═════ Study material

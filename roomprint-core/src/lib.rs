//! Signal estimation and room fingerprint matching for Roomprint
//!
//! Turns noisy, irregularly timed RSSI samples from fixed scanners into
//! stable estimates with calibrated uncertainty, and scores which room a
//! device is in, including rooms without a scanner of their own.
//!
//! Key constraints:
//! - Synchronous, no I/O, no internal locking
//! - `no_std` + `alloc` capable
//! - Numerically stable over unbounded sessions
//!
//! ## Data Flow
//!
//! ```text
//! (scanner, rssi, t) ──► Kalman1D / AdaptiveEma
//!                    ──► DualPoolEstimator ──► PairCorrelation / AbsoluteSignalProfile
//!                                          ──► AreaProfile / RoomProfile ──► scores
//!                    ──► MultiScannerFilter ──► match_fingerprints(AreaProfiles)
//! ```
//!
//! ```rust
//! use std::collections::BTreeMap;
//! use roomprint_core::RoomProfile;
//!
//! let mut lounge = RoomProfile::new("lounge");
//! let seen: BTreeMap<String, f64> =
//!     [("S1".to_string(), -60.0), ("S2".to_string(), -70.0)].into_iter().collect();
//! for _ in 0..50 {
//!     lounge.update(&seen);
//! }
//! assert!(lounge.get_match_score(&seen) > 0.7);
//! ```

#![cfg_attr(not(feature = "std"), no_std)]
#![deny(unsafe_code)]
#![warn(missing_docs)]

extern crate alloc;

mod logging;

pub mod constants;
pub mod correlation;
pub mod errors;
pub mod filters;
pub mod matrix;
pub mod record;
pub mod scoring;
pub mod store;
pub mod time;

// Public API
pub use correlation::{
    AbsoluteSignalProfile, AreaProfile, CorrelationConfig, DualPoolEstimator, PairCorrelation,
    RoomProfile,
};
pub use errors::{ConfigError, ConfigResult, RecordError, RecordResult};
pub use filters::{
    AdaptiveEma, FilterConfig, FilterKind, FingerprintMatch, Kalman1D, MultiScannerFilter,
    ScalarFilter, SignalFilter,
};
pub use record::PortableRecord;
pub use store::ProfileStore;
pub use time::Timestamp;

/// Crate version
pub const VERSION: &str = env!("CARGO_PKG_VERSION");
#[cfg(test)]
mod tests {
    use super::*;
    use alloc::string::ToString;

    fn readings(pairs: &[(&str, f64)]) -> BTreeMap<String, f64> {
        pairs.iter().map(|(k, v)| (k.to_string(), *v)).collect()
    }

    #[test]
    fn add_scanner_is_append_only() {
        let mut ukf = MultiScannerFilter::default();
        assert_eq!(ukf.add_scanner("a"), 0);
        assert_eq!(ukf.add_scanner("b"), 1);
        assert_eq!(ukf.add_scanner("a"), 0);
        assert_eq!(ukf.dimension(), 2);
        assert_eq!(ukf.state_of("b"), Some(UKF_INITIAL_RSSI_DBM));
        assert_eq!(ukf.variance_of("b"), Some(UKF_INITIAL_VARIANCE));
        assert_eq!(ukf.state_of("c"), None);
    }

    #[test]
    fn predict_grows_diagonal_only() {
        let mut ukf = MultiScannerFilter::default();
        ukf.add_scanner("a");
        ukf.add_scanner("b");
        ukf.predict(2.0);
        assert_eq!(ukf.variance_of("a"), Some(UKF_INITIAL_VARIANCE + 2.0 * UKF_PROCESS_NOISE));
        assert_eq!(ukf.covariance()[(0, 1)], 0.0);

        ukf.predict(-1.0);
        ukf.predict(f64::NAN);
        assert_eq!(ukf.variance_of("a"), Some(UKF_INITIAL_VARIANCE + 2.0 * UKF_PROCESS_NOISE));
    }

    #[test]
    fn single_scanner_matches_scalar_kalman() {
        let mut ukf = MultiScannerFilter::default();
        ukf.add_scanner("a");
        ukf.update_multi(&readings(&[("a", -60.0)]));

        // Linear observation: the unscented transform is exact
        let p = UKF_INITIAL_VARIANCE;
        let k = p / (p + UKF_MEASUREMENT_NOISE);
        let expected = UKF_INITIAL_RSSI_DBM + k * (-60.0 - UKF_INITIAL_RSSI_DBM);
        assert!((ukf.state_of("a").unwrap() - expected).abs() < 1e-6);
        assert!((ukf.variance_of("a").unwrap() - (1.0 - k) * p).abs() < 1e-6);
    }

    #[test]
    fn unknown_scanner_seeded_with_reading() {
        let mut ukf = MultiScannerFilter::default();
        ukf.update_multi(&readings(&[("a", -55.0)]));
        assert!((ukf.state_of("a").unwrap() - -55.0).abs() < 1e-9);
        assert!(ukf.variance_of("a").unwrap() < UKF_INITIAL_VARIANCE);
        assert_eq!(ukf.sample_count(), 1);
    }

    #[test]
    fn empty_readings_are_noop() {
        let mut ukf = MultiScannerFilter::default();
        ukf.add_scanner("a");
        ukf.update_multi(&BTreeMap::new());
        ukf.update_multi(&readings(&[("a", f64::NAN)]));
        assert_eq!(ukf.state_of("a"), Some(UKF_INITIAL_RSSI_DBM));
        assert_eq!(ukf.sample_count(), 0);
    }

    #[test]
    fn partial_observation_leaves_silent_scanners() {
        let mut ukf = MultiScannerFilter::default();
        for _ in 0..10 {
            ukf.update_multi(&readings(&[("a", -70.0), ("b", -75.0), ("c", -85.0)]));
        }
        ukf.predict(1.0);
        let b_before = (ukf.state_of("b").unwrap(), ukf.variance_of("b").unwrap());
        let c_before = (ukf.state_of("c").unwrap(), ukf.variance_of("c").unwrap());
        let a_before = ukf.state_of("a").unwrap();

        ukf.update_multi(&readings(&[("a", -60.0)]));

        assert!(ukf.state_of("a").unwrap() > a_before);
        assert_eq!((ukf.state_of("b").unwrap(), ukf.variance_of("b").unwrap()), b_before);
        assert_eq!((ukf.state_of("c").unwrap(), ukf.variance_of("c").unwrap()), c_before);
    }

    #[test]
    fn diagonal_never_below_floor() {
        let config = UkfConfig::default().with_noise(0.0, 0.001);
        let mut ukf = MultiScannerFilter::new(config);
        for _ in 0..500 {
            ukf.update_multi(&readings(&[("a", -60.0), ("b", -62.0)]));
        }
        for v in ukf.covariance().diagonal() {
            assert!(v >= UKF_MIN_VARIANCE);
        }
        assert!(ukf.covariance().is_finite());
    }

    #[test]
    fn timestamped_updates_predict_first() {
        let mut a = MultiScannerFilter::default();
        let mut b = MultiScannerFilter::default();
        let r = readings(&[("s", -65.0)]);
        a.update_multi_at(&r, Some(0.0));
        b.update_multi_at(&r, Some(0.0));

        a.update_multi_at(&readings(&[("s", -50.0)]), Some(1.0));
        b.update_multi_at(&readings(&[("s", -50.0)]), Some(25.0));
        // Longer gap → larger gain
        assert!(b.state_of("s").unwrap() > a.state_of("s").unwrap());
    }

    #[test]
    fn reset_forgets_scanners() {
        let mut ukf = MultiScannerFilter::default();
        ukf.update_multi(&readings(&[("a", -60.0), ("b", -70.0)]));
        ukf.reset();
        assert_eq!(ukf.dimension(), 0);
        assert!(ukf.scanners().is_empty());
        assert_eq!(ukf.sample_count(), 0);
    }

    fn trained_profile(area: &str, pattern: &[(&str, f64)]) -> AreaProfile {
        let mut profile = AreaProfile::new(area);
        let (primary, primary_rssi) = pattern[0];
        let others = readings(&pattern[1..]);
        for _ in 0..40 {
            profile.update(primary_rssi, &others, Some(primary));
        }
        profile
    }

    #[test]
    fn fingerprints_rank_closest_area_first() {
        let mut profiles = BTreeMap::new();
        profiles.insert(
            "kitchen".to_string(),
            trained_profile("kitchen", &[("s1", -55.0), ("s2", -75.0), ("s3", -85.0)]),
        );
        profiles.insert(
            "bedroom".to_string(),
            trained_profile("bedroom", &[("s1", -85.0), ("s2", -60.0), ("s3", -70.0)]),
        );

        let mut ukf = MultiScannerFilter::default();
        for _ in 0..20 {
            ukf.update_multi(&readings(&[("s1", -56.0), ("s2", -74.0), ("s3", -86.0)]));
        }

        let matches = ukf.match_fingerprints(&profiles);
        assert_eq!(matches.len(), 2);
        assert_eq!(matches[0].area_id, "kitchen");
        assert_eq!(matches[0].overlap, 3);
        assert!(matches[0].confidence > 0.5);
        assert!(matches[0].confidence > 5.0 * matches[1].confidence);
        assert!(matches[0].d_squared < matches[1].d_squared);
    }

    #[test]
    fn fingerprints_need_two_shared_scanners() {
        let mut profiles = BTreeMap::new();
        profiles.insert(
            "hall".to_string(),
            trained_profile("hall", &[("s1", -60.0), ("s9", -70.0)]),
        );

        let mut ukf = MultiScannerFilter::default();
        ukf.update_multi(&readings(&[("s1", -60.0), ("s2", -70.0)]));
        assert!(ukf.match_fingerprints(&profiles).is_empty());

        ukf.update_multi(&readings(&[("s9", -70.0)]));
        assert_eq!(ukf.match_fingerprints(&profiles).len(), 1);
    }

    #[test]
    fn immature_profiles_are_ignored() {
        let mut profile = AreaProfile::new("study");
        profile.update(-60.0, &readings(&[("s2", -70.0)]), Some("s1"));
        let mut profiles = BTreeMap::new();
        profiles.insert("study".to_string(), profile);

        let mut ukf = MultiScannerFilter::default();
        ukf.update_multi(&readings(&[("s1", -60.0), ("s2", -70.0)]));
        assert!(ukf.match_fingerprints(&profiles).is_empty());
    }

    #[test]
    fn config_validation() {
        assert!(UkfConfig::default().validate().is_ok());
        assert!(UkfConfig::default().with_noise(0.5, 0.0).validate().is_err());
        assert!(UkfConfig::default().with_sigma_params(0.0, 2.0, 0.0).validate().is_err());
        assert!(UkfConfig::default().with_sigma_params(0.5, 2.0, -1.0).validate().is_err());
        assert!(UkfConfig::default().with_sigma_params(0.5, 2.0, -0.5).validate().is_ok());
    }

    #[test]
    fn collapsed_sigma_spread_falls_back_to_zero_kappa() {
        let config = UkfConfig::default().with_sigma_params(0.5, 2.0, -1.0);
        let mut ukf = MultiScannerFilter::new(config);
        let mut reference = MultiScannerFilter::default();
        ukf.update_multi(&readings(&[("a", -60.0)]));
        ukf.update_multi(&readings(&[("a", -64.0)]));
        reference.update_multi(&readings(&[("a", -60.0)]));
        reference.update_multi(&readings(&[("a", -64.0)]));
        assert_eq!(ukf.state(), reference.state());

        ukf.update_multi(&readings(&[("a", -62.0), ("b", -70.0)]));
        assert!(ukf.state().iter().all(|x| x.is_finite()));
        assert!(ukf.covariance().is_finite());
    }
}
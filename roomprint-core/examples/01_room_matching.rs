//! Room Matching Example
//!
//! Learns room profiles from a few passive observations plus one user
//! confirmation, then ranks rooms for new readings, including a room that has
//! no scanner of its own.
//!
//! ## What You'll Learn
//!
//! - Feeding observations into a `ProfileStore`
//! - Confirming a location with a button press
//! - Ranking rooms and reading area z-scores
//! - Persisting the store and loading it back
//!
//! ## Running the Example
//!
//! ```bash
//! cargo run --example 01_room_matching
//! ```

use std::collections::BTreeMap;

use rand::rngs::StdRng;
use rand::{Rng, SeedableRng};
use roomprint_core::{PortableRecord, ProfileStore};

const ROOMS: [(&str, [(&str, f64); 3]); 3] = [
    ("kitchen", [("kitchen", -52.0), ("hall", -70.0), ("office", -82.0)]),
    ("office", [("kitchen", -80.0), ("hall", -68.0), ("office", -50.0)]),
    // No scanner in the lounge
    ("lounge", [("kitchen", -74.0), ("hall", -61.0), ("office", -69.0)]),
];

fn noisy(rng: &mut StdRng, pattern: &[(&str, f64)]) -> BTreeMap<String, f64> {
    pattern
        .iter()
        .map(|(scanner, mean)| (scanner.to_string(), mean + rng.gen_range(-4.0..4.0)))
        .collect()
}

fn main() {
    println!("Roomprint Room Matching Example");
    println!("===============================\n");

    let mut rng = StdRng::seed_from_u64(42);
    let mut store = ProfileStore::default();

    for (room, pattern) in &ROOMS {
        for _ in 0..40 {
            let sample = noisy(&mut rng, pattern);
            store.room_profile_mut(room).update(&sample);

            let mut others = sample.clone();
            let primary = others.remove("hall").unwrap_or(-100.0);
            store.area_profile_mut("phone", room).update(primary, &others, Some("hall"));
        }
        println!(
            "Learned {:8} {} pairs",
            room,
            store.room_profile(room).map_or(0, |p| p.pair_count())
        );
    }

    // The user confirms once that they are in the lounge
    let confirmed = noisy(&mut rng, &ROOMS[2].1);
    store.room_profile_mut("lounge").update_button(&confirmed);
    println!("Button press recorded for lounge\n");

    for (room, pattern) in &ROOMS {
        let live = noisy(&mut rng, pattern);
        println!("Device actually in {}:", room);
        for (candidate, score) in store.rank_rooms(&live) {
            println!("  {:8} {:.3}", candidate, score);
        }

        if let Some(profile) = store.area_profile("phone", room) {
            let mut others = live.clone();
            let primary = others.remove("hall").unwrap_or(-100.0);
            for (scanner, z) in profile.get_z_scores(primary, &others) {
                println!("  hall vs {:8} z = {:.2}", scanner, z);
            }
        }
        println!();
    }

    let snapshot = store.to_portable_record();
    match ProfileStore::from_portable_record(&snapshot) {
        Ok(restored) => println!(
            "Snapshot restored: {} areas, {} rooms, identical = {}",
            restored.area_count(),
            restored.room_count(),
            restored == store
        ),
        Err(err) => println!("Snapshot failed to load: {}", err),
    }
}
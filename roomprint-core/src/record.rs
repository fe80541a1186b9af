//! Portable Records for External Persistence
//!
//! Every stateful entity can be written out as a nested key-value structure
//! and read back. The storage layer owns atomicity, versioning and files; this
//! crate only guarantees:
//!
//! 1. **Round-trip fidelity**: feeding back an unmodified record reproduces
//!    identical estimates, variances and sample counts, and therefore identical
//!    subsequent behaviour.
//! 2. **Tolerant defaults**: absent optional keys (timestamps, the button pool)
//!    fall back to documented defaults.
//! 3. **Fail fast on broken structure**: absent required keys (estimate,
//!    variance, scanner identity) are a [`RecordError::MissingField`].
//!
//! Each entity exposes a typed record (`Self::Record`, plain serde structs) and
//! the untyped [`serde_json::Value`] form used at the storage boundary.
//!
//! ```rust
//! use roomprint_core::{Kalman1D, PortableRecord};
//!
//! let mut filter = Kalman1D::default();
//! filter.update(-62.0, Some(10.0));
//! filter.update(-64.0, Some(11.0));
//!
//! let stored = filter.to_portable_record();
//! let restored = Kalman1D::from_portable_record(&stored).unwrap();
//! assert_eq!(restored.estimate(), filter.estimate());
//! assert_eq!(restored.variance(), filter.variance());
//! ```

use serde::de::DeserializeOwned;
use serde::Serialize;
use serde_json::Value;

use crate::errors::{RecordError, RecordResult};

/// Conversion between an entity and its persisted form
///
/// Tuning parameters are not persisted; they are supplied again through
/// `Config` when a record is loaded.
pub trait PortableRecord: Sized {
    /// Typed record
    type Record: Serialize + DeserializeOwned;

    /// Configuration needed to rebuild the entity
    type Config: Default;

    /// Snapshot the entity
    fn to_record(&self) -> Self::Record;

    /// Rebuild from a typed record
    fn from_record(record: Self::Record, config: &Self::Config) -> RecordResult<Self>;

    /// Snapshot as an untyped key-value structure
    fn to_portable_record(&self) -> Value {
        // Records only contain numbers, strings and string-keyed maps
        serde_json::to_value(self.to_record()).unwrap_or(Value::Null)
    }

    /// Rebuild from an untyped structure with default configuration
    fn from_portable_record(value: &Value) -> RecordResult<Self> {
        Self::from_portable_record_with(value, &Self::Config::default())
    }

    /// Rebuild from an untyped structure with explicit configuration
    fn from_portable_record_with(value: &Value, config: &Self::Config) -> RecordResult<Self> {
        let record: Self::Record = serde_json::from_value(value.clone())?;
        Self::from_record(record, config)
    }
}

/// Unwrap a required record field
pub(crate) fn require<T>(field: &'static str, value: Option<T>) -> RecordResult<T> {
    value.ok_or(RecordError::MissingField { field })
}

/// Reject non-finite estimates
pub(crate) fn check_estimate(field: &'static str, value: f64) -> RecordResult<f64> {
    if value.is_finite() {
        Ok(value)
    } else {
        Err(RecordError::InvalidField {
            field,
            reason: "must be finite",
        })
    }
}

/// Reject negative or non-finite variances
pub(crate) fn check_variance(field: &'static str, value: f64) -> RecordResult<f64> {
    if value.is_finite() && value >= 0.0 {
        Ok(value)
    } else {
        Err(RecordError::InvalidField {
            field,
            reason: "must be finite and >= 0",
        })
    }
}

══════════

▶ _Exercise brief_
Find and copy every line in the entries above where the string "untyped" occurs.

▶ _Solution_
//! the untyped [`serde_json::Value`] form used at the storage boundary.
    /// Snapshot as an untyped key-value structure
    /// Rebuild from an untyped structure with default configuration
    /// Rebuild from an untyped structure with explicit configuration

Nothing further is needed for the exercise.